La crisis de salud ha llegado a todo el mundo. Antes, recordamos que decían algunas personas que en Europa el asunto era distinto, y que lo anterior propiciaba que hubiera un grave problema de migración de África hacia el llamado “viejo continente”.
Recordamos, en ese sentido, que se hablaba de los servicios de salud de España como de los mejores en cuanto a cobertura y demás, sin embargo, la nota del día mundial de la diabetes nos alarma considerablemente, dado que en Galicia, la presidenta de la Asociación Compostelana de Diabéticos, Teresa Lord Rodríguez comentó que era muy grave lo que acontecía, calificando como “aberración” el hecho de que la Seguridad Social deje de financiar las tiras reactivas que se utilizan para controlar y medir el nivel de glicemia en personas con diabetes, principalmente, del tipo 2, que “justamente –como dice- son los que tienen más problemas de complicaciones crónicas”.
También denunció la dama que las agujas que proporcionan hoy en día para insulina son de muy mala calidad. También recordó que hay alrededor de 300 mil gallegos con diabetes, e hizo el llamado a las autoridades para que se apliquen en este sentido.
La situación no cambia mucho en Europa que en América: acá ninguna institución de salud nos proporciona tiras reactivas, y de hecho, el grave problema es que dentro del cuadro básico de salud existen dos tipos de insulina, y las mezclas no las manejan, es decir, que muchos de nosotros que empleamos las mezclas, estamos condenados a que no nos proporcionen el medicamento requerido como básico para nuestro control.
En México hay graves problemas al respecto, porque sinceramente, no se ha tomado la importancia debida la prevención de las complicaciones: hacemos algo urgente y formamos todas las comisiones y comités necesarios, cuando el problema ya está entre nosotros.

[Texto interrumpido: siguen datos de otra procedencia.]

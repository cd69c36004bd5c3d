// JamfLens - app/state.rs
//
// Session state: the loaded batch, the current selections for each page,
// and the enrichment cache.
//
// Enrichment is keyed on (batch identity, now). Changing a filter reuses the
// cached enriched batch; only a new upload set or a new reference time
// triggers re-enrichment.

use crate::core::enrich;
use crate::core::filter::{FilterOptions, FilterSpec};
use crate::core::ingest::{self, Upload};
use crate::core::model::{Batch, BatchId, EnrichedBatch};
use crate::core::report::{InventoryReport, Page, WarrantyReport};
use crate::util::constants::ALL_LABEL;
use crate::util::error::IngestError;
use chrono::{DateTime, Utc};

/// Top-level application state.
#[derive(Debug, Default)]
pub struct AppState {
    /// The currently loaded batch.
    pub batch: Batch,

    /// Files dropped from the current batch, with their reasons.
    pub load_errors: Vec<IngestError>,

    /// Reference time for derived day counts.
    pub as_of: DateTime<Utc>,

    /// Selections on the inventory page.
    pub inventory_filter: FilterSpec,

    /// Department selection on the warranty page.
    pub warranty_department: String,

    /// Page being shown.
    pub page: Page,

    cache: Option<(BatchId, DateTime<Utc>, EnrichedBatch)>,
}

impl AppState {
    pub fn new(now: DateTime<Utc>) -> Self {
        Self {
            as_of: now,
            warranty_department: ALL_LABEL.to_string(),
            ..Default::default()
        }
    }

    /// Replace the batch with a freshly parsed upload set.
    pub fn load(&mut self, uploads: &[Upload]) {
        let (batch, errors) = ingest::load_batch(uploads);
        self.batch = batch;
        self.load_errors = errors;
    }

    /// Move the reference time. The cache is invalidated lazily.
    pub fn set_as_of(&mut self, now: DateTime<Utc>) {
        self.as_of = now;
    }

    /// The enriched batch for the current (batch, now) key.
    pub fn enriched(&mut self) -> &EnrichedBatch {
        let key = (self.batch.id, self.as_of);
        let stale = !matches!(&self.cache, Some((id, at, _)) if (*id, *at) == key);
        if stale {
            tracing::debug!(batch = %key.0, as_of = %key.1, "Enrichment cache miss");
            self.cache = None;
        }
        let batch = &self.batch;
        let (_, _, enriched) = self
            .cache
            .get_or_insert_with(|| (key.0, key.1, enrich::enrich(batch, key.1)));
        enriched
    }

    /// Whether the cache currently holds the enrichment for this key.
    pub fn is_cached(&self) -> bool {
        matches!(&self.cache, Some((id, at, _)) if *id == self.batch.id && *at == self.as_of)
    }

    pub fn filter_options(&mut self) -> FilterOptions {
        FilterOptions::from_batch(self.enriched())
    }

    pub fn inventory_report(&mut self) -> InventoryReport<'_> {
        let spec = self.inventory_filter.clone();
        InventoryReport::build(self.enriched(), &spec)
    }

    pub fn warranty_report(&mut self) -> WarrantyReport<'_> {
        let department = self.warranty_department.clone();
        WarrantyReport::build(self.enriched(), &department)
    }

    /// The current page's export result set.
    pub fn export_batch(&mut self) -> EnrichedBatch {
        match self.page {
            Page::Inventory => self.inventory_report().to_batch(),
            Page::Warranty => self.warranty_report().expired_batch(),
        }
    }
}
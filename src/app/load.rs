// JamfLens - app/load.rs
//
// Turns command-line inputs (explicit files plus an optional directory to
// walk) into in-memory uploads. Per-file read failures are collected as
// IngestError::Io and never stop the batch.

use crate::core::discovery::{self, DiscoveryConfig};
use crate::core::ingest::Upload;
use crate::util::error::{DiscoveryError, IngestError};
use std::path::{Path, PathBuf};

/// Resolve the ordered list of input files.
///
/// Explicit files come first in the order given, followed by the sorted
/// discovery results for `dir`. A path listed twice is read once.
pub fn collect_inputs(
    files: &[PathBuf],
    dir: Option<&Path>,
    config: &DiscoveryConfig,
) -> Result<(Vec<PathBuf>, Vec<String>), DiscoveryError> {
    let mut inputs: Vec<PathBuf> = Vec::with_capacity(files.len());
    let mut warnings = Vec::new();

    for path in files {
        push_unique(&mut inputs, path.clone());
    }

    if let Some(root) = dir {
        let (found, walk_warnings) = discovery::discover_csv_files(root, config)?;
        warnings.extend(walk_warnings);
        for path in found {
            push_unique(&mut inputs, path);
        }
    }

    tracing::debug!(inputs = inputs.len(), "Input files resolved");
    Ok((inputs, warnings))
}

fn push_unique(inputs: &mut Vec<PathBuf>, path: PathBuf) {
    if !inputs.contains(&path) {
        inputs.push(path);
    }
}

/// Read each path into an upload, keeping batch order.
pub fn read_uploads(paths: &[PathBuf]) -> (Vec<Upload>, Vec<IngestError>) {
    let mut uploads = Vec::with_capacity(paths.len());
    let mut errors = Vec::new();

    for path in paths {
        let name = path.display().to_string();
        match std::fs::read(path) {
            Ok(bytes) => {
                tracing::debug!(file = %name, bytes = bytes.len(), "Read input file");
                uploads.push(Upload::new(name, bytes));
            }
            Err(e) => {
                tracing::warn!(file = %name, error = %e, "Cannot read input file");
                errors.push(IngestError::Io {
                    source_name: name,
                    source: e,
                });
            }
        }
    }

    (uploads, errors)
}

#[cfg(test)]
mod tests {
    use super::*;
    use std::fs;

    #[test]
    fn test_explicit_files_precede_discovered_and_dedupe() {
        let dir = tempfile::tempdir().unwrap();
        let a = dir.path().join("a.csv");
        let b = dir.path().join("b.csv");
        fs::write(&a, "Computer Name\nPRO-1\n").unwrap();
        fs::write(&b, "Computer Name\nSEM-1\n").unwrap();

        let (inputs, warnings) =
            collect_inputs(&[b.clone()], Some(dir.path()), &DiscoveryConfig::default()).unwrap();
        assert!(warnings.is_empty());
        assert_eq!(inputs, vec![b, a]);
    }

    #[test]
    fn test_missing_file_becomes_io_error() {
        let dir = tempfile::tempdir().unwrap();
        let good = dir.path().join("good.csv");
        fs::write(&good, "Computer Name\nPRO-1\n").unwrap();
        let missing = dir.path().join("missing.csv");

        let (uploads, errors) = read_uploads(&[missing, good]);
        assert_eq!(uploads.len(), 1);
        assert_eq!(errors.len(), 1);
        assert!(matches!(errors[0], IngestError::Io { .. }));
        assert!(errors[0].source_name().ends_with("missing.csv"));
    }
}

La diabetes sigue creciendo y lo sabemos todos: se espera que un 13 por ciento de la población mayor de 20 años tenga esta enfermedad y las consecuencias las padezca tanto el paciente, las familias y el mismo gobierno que tendrá que gastar más dinero en este sentido.
Hay muchas cosas que se deben hacer al respecto, pero insistimos en la necesidad de promover una cultura del control propio, dado que si no lo hacemos será muy difícil poder emprender una lucha retroactiva: no se puede, no hay forma de quitar los problemas que suscita el mal control, porque no son reversibles.
De esta forma, la información de Galicia nos preocupa, y también el comentario de un lector de “El Correo Gallego”, quien asegura que Galicia es la única comunidad que no presta ningún tipo de ayuda a los celíacos, y existen otros padecimientos que están medio olvidados y medio desatendidos.
Sin ser groseros, nos llama la atención lo que sucede en Galicia y España, pero nos preocupa más lo que acontece en México, el país que nos ha dado la nacionalidad y el orgullo de ser parte de esos 110 millones de afortunados que nacimos en esta tierra.
Acá en la tierra del Bernal tenemos programas que funcionan pero no tienen el resultado esperado. ¿Por qué? Fácil: culpemos a las autoridades de salud y listo, culpemos a los médicos que no hacen su trabajo, pero… ¿y el paciente?
¿No será que como son programas oficiales no les tomamos mucha importancia porque no nos cuestan?
Muchos de nosotros no queremos acudir a instituciones del Sector Salud porque pensamos que hay mala calidad, y eso lo tenemos como buena justificante para evitar comprometernos con nuestro control.
Al cabo que, si hay problemas que no se puedan subsanar, podemos culpar al gobierno por malos, por deficiente su trabajo, pero NUNCA culparemos ni a la familia ni a uno mismo.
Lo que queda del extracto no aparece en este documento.